About this exercise =
Every line of the data that contains the string "enum" must be copied.

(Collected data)
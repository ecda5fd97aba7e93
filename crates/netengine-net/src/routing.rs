//! Message routing: one handler per [`MessageKind`].
//!
//! [`MessageRouter`] is generic over the context handed to handlers, so the
//! server passes itself and the client passes itself. Registration goes
//! through `&self`; handlers can be attached while traffic is flowing.

use std::collections::HashMap;
use std::sync::{Arc, PoisonError, RwLock};

use crate::messages::{IncomingMessage, MessageKind};

/// Routing failures.
#[derive(Debug, Clone, PartialEq, Eq, thiserror::Error)]
pub enum RouteError {
    /// A message arrived for a kind nobody handles.
    #[error("no handler registered for {0}")]
    NoHandler(MessageKind),

    /// A second handler was offered for an already-handled kind.
    #[error("a handler for {0} is already registered")]
    DuplicateHandler(MessageKind),
}

// ---------------------------------------------------------------------------
// Handler
// ---------------------------------------------------------------------------

/// Processes messages of one kind.
pub trait MessageHandler<C: ?Sized>: Send + Sync {
    fn handle(&self, ctx: &C, incoming: IncomingMessage);
}

/// Blanket implementation for closures.
impl<C: ?Sized, F> MessageHandler<C> for F
where
    F: Fn(&C, IncomingMessage) + Send + Sync,
{
    fn handle(&self, ctx: &C, incoming: IncomingMessage) {
        self(ctx, incoming);
    }
}

// ---------------------------------------------------------------------------
// Router
// ---------------------------------------------------------------------------

/// Maps each [`MessageKind`] to exactly one handler.
pub struct MessageRouter<C: ?Sized> {
    handlers: RwLock<HashMap<MessageKind, Arc<dyn MessageHandler<C>>>>,
}

impl<C: ?Sized> MessageRouter<C> {
    pub fn new() -> Self {
        Self {
            handlers: RwLock::new(HashMap::new()),
        }
    }

    /// Register `handler` for `kind`.
    ///
    /// Fails if `kind` already has a handler; the existing one stays.
    pub fn attach_handler<H>(&self, kind: MessageKind, handler: H) -> Result<(), RouteError>
    where
        H: MessageHandler<C> + 'static,
    {
        let mut handlers = self.handlers.write().unwrap_or_else(PoisonError::into_inner);
        if handlers.contains_key(&kind) {
            return Err(RouteError::DuplicateHandler(kind));
        }
        handlers.insert(kind, Arc::new(handler));
        tracing::debug!(%kind, "handler attached");
        Ok(())
    }

    pub fn detach_all_handlers(&self) {
        self.handlers
            .write()
            .unwrap_or_else(PoisonError::into_inner)
            .clear();
    }

    /// Kinds with a handler, in discriminator order.
    pub fn registered_kinds(&self) -> Vec<MessageKind> {
        let mut kinds: Vec<_> = self
            .handlers
            .read()
            .unwrap_or_else(PoisonError::into_inner)
            .keys()
            .copied()
            .collect();
        kinds.sort();
        kinds
    }

    pub fn has_handler(&self, kind: MessageKind) -> bool {
        self.handlers
            .read()
            .unwrap_or_else(PoisonError::into_inner)
            .contains_key(&kind)
    }

    /// Run the handler for `incoming`'s kind on the calling thread.
    pub fn dispatch(&self, ctx: &C, incoming: IncomingMessage) -> Result<(), RouteError> {
        let kind = incoming.kind();
        // Released before the call so a handler may attach handlers itself.
        let handler = self
            .handlers
            .read()
            .unwrap_or_else(PoisonError::into_inner)
            .get(&kind)
            .cloned()
            .ok_or(RouteError::NoHandler(kind))?;
        handler.handle(ctx, incoming);
        Ok(())
    }
}

impl<C: ?Sized> Default for MessageRouter<C> {
    fn default() -> Self {
        Self::new()
    }
}
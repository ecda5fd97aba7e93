//! Server error type.

use netengine_config::ConfigError;
use netengine_net::{CodecError, ConnectionId, RouteError, TransportError};

/// Failures returned by [`Server`](crate::Server) operations.
#[derive(Debug, thiserror::Error)]
pub enum ServerError {
    #[error("server is already running")]
    AlreadyRunning,

    #[error("server is not running")]
    NotRunning,

    /// The id is in neither pool (and, where relevant, not connected).
    #[error("unknown connection {0}")]
    UnknownConnection(ConnectionId),

    #[error("no authenticated client named {0:?}")]
    UnknownIdentifier(String),

    /// Another authenticated client already uses this identifier.
    #[error("identifier {0:?} is already taken")]
    DuplicateIdentifier(String),

    #[error(transparent)]
    Transport(#[from] TransportError),

    #[error(transparent)]
    Codec(#[from] CodecError),

    #[error(transparent)]
    Route(#[from] RouteError),

    #[error(transparent)]
    Config(#[from] ConfigError),
}
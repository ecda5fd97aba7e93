//! Application message set and its binary encoding.
//!
//! Payloads are encoded with [`postcard`] behind a one-byte protocol
//! version. Postcard writes the enum variant index as a varint before the
//! variant's fields, so the variant order of [`Message`] *is* the wire
//! discriminator table. Never reorder or remove variants; append new ones.
//!
//! | discriminator | kind             |
//! |---------------|------------------|
//! | 0             | `Content`        |
//! | 1             | `Authentication` |
//! | 2             | `EndOfStream`    |

use serde::{Deserialize, Serialize};

use crate::packet::ConnectionId;

/// Current wire-protocol version. Prepended to every encoded message.
pub const PROTOCOL_VERSION: u8 = 1;

/// Top-level network message. The variant index is the wire discriminator.
#[derive(Debug, Clone, Serialize, Deserialize, PartialEq, Eq)]
pub enum Message {
    /// Free-form application content.
    Content(Content),
    /// Credentials presented by a freshly connected client.
    Authentication(Authentication),
    /// Marks the end of a stream of test or benchmark traffic.
    EndOfStream(EndOfStream),
}

/// Generic string payload.
#[derive(Debug, Clone, Serialize, Deserialize, PartialEq, Eq)]
pub struct Content {
    pub content: String,
}

/// Authentication request.
#[derive(Debug, Clone, Serialize, Deserialize, PartialEq, Eq)]
pub struct Authentication {
    pub username: String,
    pub password: String,
}

/// End-of-stream sentinel.
#[derive(Debug, Clone, Serialize, Deserialize, PartialEq, Eq)]
pub struct EndOfStream {
    pub content: String,
}

impl Default for EndOfStream {
    fn default() -> Self {
        Self {
            content: "end".to_string(),
        }
    }
}

impl Message {
    /// Shorthand for a [`Message::Content`].
    pub fn content(content: impl Into<String>) -> Self {
        Message::Content(Content {
            content: content.into(),
        })
    }

    /// Shorthand for a [`Message::Authentication`].
    pub fn authentication(username: impl Into<String>, password: impl Into<String>) -> Self {
        Message::Authentication(Authentication {
            username: username.into(),
            password: password.into(),
        })
    }

    /// Shorthand for a default [`Message::EndOfStream`].
    pub fn end_of_stream() -> Self {
        Message::EndOfStream(EndOfStream::default())
    }

    /// Runtime kind of this message, used as the dispatch key.
    pub fn kind(&self) -> MessageKind {
        match self {
            Message::Content(_) => MessageKind::Content,
            Message::Authentication(_) => MessageKind::Authentication,
            Message::EndOfStream(_) => MessageKind::EndOfStream,
        }
    }
}

/// Fieldless mirror of [`Message`], used to key handler registrations.
#[derive(Debug, Clone, Copy, PartialEq, Eq, Hash, PartialOrd, Ord)]
pub enum MessageKind {
    Content,
    Authentication,
    EndOfStream,
}

impl MessageKind {
    /// Every kind, in discriminator order.
    pub const ALL: [MessageKind; 3] = [
        MessageKind::Content,
        MessageKind::Authentication,
        MessageKind::EndOfStream,
    ];

    /// Wire discriminator written by the codec for this kind.
    pub const fn discriminator(self) -> u8 {
        match self {
            MessageKind::Content => 0,
            MessageKind::Authentication => 1,
            MessageKind::EndOfStream => 2,
        }
    }

    /// Resolve a wire discriminator back to its kind.
    pub fn from_discriminator(value: u8) -> Option<Self> {
        Self::ALL.into_iter().find(|k| k.discriminator() == value)
    }

    /// Whether a sender must be authenticated for this kind to pass the
    /// authentication filter.
    pub const fn requires_authentication(self) -> bool {
        match self {
            MessageKind::Authentication => false,
            MessageKind::Content | MessageKind::EndOfStream => true,
        }
    }
}

impl std::fmt::Display for MessageKind {
    fn fmt(&self, f: &mut std::fmt::Formatter<'_>) -> std::fmt::Result {
        std::fmt::Debug::fmt(self, f)
    }
}

/// A decoded message tagged with the connection it arrived on.
#[derive(Debug, Clone, PartialEq, Eq)]
pub struct IncomingMessage {
    /// Connection the message arrived on. Set by the receiver, never sent.
    pub connection_id: ConnectionId,
    pub message: Message,
}

impl IncomingMessage {
    pub fn kind(&self) -> MessageKind {
        self.message.kind()
    }
}

/// Errors that can occur while decoding a payload.
#[derive(Debug, thiserror::Error)]
pub enum CodecError {
    /// The payload was empty (no version byte).
    #[error("empty payload: no version byte")]
    EmptyPayload,

    /// The version byte does not match [`PROTOCOL_VERSION`].
    #[error("unsupported protocol version: {0}")]
    UnsupportedVersion(u8),

    /// Postcard encoding or decoding failed.
    #[error("postcard error: {0}")]
    Postcard(#[from] postcard::Error),
}

/// Encode a [`Message`] into a versioned payload.
///
/// Wire format: `[version: u8] [discriminator: varint] [fields...]`
pub fn encode_message(msg: &Message) -> Result<Vec<u8>, CodecError> {
    let body = postcard::to_allocvec(msg)?;
    let mut out = Vec::with_capacity(1 + body.len());
    out.push(PROTOCOL_VERSION);
    out.extend_from_slice(&body);
    Ok(out)
}

/// Decode a versioned payload into a [`Message`].
pub fn decode_message(data: &[u8]) -> Result<Message, CodecError> {
    let (&version, body) = data.split_first().ok_or(CodecError::EmptyPayload)?;
    if version != PROTOCOL_VERSION {
        return Err(CodecError::UnsupportedVersion(version));
    }
    Ok(postcard::from_bytes(body)?)
}

#[cfg(test)]
mod tests {
    use super::*;

    fn samples() -> Vec<Message> {
        vec![
            Message::content("hello, world"),
            Message::content(""),
            Message::authentication("alice", "pw"),
            Message::authentication("ünïcødé", "p\0ss"),
            Message::end_of_stream(),
            Message::EndOfStream(EndOfStream {
                content: "EOF".into(),
            }),
        ]
    }

    #[test]
    fn test_decode_inverts_encode_for_every_kind() {
        for msg in samples() {
            let bytes = encode_message(&msg).unwrap();
            let decoded = decode_message(&bytes).unwrap();
            assert_eq!(decoded.kind(), msg.kind());
            assert_eq!(decoded, msg);
        }
    }

    #[test]
    fn test_discriminator_follows_version_byte() {
        for msg in samples() {
            let bytes = encode_message(&msg).unwrap();
            assert_eq!(bytes[0], PROTOCOL_VERSION);
            assert_eq!(bytes[1], msg.kind().discriminator());
        }
    }

    #[test]
    fn test_discriminator_table_is_stable() {
        assert_eq!(MessageKind::Content.discriminator(), 0);
        assert_eq!(MessageKind::Authentication.discriminator(), 1);
        assert_eq!(MessageKind::EndOfStream.discriminator(), 2);
        for kind in MessageKind::ALL {
            assert_eq!(MessageKind::from_discriminator(kind.discriminator()), Some(kind));
        }
        assert_eq!(MessageKind::from_discriminator(3), None);
    }

    #[test]
    fn test_authentication_fields_encoded_in_order() {
        let bytes = encode_message(&Message::authentication("ab", "c")).unwrap();
        // version, discriminator, len("ab"), "ab", len("c"), "c"
        assert_eq!(bytes, vec![PROTOCOL_VERSION, 1, 2, b'a', b'b', 1, b'c']);
    }

    #[test]
    fn test_only_authentication_skips_auth_requirement() {
        assert!(!MessageKind::Authentication.requires_authentication());
        assert!(MessageKind::Content.requires_authentication());
        assert!(MessageKind::EndOfStream.requires_authentication());
    }

    #[test]
    fn test_unsupported_version_rejected() {
        let mut bytes = encode_message(&Message::content("x")).unwrap();
        bytes[0] = 9;
        assert!(matches!(
            decode_message(&bytes),
            Err(CodecError::UnsupportedVersion(9))
        ));
    }

    #[test]
    fn test_empty_payload_rejected() {
        assert!(matches!(decode_message(&[]), Err(CodecError::EmptyPayload)));
    }

    #[test]
    fn test_unknown_discriminator_rejected() {
        let result = decode_message(&[PROTOCOL_VERSION, 7, 0]);
        assert!(matches!(result, Err(CodecError::Postcard(_))));
    }

    #[test]
    fn test_truncated_payload_rejected() {
        let bytes = encode_message(&Message::authentication("alice", "pw")).unwrap();
        assert!(decode_message(&bytes[..bytes.len() - 1]).is_err());
    }
}
//! Units exchanged between the transport and whoever drains it.

use std::sync::atomic::{AtomicU64, Ordering};

/// Identifier of one accepted connection.
#[derive(Debug, Clone, Copy, PartialEq, Eq, Hash, PartialOrd, Ord)]
pub struct ConnectionId(pub u64);

impl std::fmt::Display for ConnectionId {
    fn fmt(&self, f: &mut std::fmt::Formatter<'_>) -> std::fmt::Result {
        write!(f, "#{}", self.0)
    }
}

/// Monotonic [`ConnectionId`] source.
///
/// Each transport owns one generator, so ids are unique per transport
/// instance and never handed out twice, even after the connection closes.
#[derive(Debug)]
pub struct IdGenerator {
    next: AtomicU64,
}

impl IdGenerator {
    /// Create a generator whose first id is 1.
    pub fn new() -> Self {
        Self {
            next: AtomicU64::new(1),
        }
    }

    pub fn next_id(&self) -> ConnectionId {
        ConnectionId(self.next.fetch_add(1, Ordering::Relaxed))
    }
}

impl Default for IdGenerator {
    fn default() -> Self {
        Self::new()
    }
}

/// What a [`Packet`] reports about its connection.
#[derive(Debug, Clone, Copy, PartialEq, Eq)]
pub enum PacketKind {
    /// The connection is established and ready for traffic.
    Connection,
    /// One complete frame arrived.
    Data,
    /// The connection is gone; emitted exactly once per connection.
    Disconnection,
}

/// Immutable record pushed onto the inbound queue.
#[derive(Debug, Clone, PartialEq, Eq)]
pub struct Packet {
    pub connection_id: ConnectionId,
    pub kind: PacketKind,
    /// Frame payload; empty unless `kind` is [`PacketKind::Data`].
    pub payload: Vec<u8>,
}

impl Packet {
    pub fn connection(connection_id: ConnectionId) -> Self {
        Self {
            connection_id,
            kind: PacketKind::Connection,
            payload: Vec::new(),
        }
    }

    pub fn data(connection_id: ConnectionId, payload: Vec<u8>) -> Self {
        Self {
            connection_id,
            kind: PacketKind::Data,
            payload,
        }
    }

    pub fn disconnection(connection_id: ConnectionId) -> Self {
        Self {
            connection_id,
            kind: PacketKind::Disconnection,
            payload: Vec::new(),
        }
    }
}
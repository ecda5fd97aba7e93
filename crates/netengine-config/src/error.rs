//! Configuration error types.

/// Errors that can occur when loading, saving, or validating configuration.
#[derive(Debug, thiserror::Error)]
pub enum ConfigError {
    /// Failed to read the config file from disk.
    #[error("failed to read config: {0}")]
    ReadError(#[source] std::io::Error),

    /// Failed to write the config file to disk.
    #[error("failed to write config: {0}")]
    WriteError(#[source] std::io::Error),

    /// Failed to parse RON content.
    #[error("failed to parse config: {0}")]
    ParseError(#[source] ron::error::SpannedError),

    /// Failed to serialize config to RON.
    #[error("failed to serialize config: {0}")]
    SerializeError(#[source] ron::Error),

    /// A value parsed fine but cannot be used.
    #[error("invalid `{field}`: {reason}")]
    InvalidValue {
        field: &'static str,
        reason: String,
    },
}
use netengine_config::ConfigError;
use netengine_net::{CodecError, RouteError, TransportError};

#[derive(Debug, thiserror::Error)]
pub enum ClientError {
    #[error("client is already running")]
    AlreadyRunning,

    #[error("client is not running")]
    NotRunning,

    #[error(transparent)]
    Transport(#[from] TransportError),

    #[error(transparent)]
    Codec(#[from] CodecError),

    #[error(transparent)]
    Route(#[from] RouteError),

    #[error(transparent)]
    Config(#[from] ConfigError),
}
//! Inbound message filters.
//!
//! Filters run in attach order on every decoded message before dispatch.
//! The first [`Verdict::Reject`] drops the message; later filters and the
//! handler never see it. Dropping is silent towards the sender.

use std::sync::atomic::{AtomicU64, Ordering};
use std::sync::{Arc, PoisonError, RwLock};

use netengine_net::IncomingMessage;

use crate::server::Server;

#[derive(Debug, Clone, Copy, PartialEq, Eq)]
pub enum Verdict {
    Accept,
    Reject,
}

/// Handle returned by [`Server::attach_filter`], used to detach it again.
#[derive(Debug, Clone, Copy, PartialEq, Eq, Hash)]
pub struct FilterId(u64);

/// A predicate over inbound messages with read access to the server.
pub trait Filter: Send + Sync {
    fn filter(&self, server: &Server, incoming: &IncomingMessage) -> Verdict;

    /// Shown in logs when this filter rejects a message.
    fn name(&self) -> &str {
        std::any::type_name::<Self>()
    }
}

impl<F> Filter for F
where
    F: Fn(&Server, &IncomingMessage) -> Verdict + Send + Sync,
{
    fn filter(&self, server: &Server, incoming: &IncomingMessage) -> Verdict {
        self(server, incoming)
    }

    fn name(&self) -> &str {
        "closure"
    }
}

/// Rejects messages that need authentication from connections that lack
/// it, while the server has authentication set as mandatory.
#[derive(Debug, Default, Clone, Copy)]
pub struct AuthenticationFilter;

impl Filter for AuthenticationFilter {
    fn filter(&self, server: &Server, incoming: &IncomingMessage) -> Verdict {
        if server.authentication_mandatory()
            && incoming.kind().requires_authentication()
            && !server.is_authenticated(incoming.connection_id)
        {
            Verdict::Reject
        } else {
            Verdict::Accept
        }
    }

    fn name(&self) -> &str {
        "authentication"
    }
}

/// Identifies the filter that rejected a message.
#[derive(Debug, Clone, PartialEq, Eq)]
pub struct Rejection {
    pub filter: FilterId,
    pub name: String,
}

#[derive(Default)]
pub(crate) struct FilterChain {
    filters: RwLock<Vec<(FilterId, Arc<dyn Filter>)>>,
    next_id: AtomicU64,
}

impl FilterChain {
    pub(crate) fn attach(&self, filter: Arc<dyn Filter>) -> FilterId {
        let id = FilterId(self.next_id.fetch_add(1, Ordering::Relaxed));
        self.filters
            .write()
            .unwrap_or_else(PoisonError::into_inner)
            .push((id, filter));
        id
    }

    pub(crate) fn detach(&self, id: FilterId) -> bool {
        let mut filters = self.filters.write().unwrap_or_else(PoisonError::into_inner);
        let before = filters.len();
        filters.retain(|(fid, _)| *fid != id);
        filters.len() != before
    }

    pub(crate) fn len(&self) -> usize {
        self.filters
            .read()
            .unwrap_or_else(PoisonError::into_inner)
            .len()
    }

    /// Run the chain, stopping at the first rejection.
    pub(crate) fn evaluate(&self, server: &Server, incoming: &IncomingMessage) -> Result<(), Rejection> {
        // Snapshot so filters may attach or detach filters themselves.
        let filters = self
            .filters
            .read()
            .unwrap_or_else(PoisonError::into_inner)
            .clone();

        for (id, filter) in &filters {
            if filter.filter(server, incoming) == Verdict::Reject {
                return Err(Rejection {
                    filter: *id,
                    name: filter.name().to_string(),
                });
            }
        }
        Ok(())
    }
}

Your response =
pub enum RouteError {
pub enum ServerError {
//! version. Postcard writes the enum variant index as a varint before the
pub enum Message {
pub enum MessageKind {
pub enum CodecError {
pub enum PacketKind {
pub enum ConfigError {
pub enum ClientError {
pub enum Verdict {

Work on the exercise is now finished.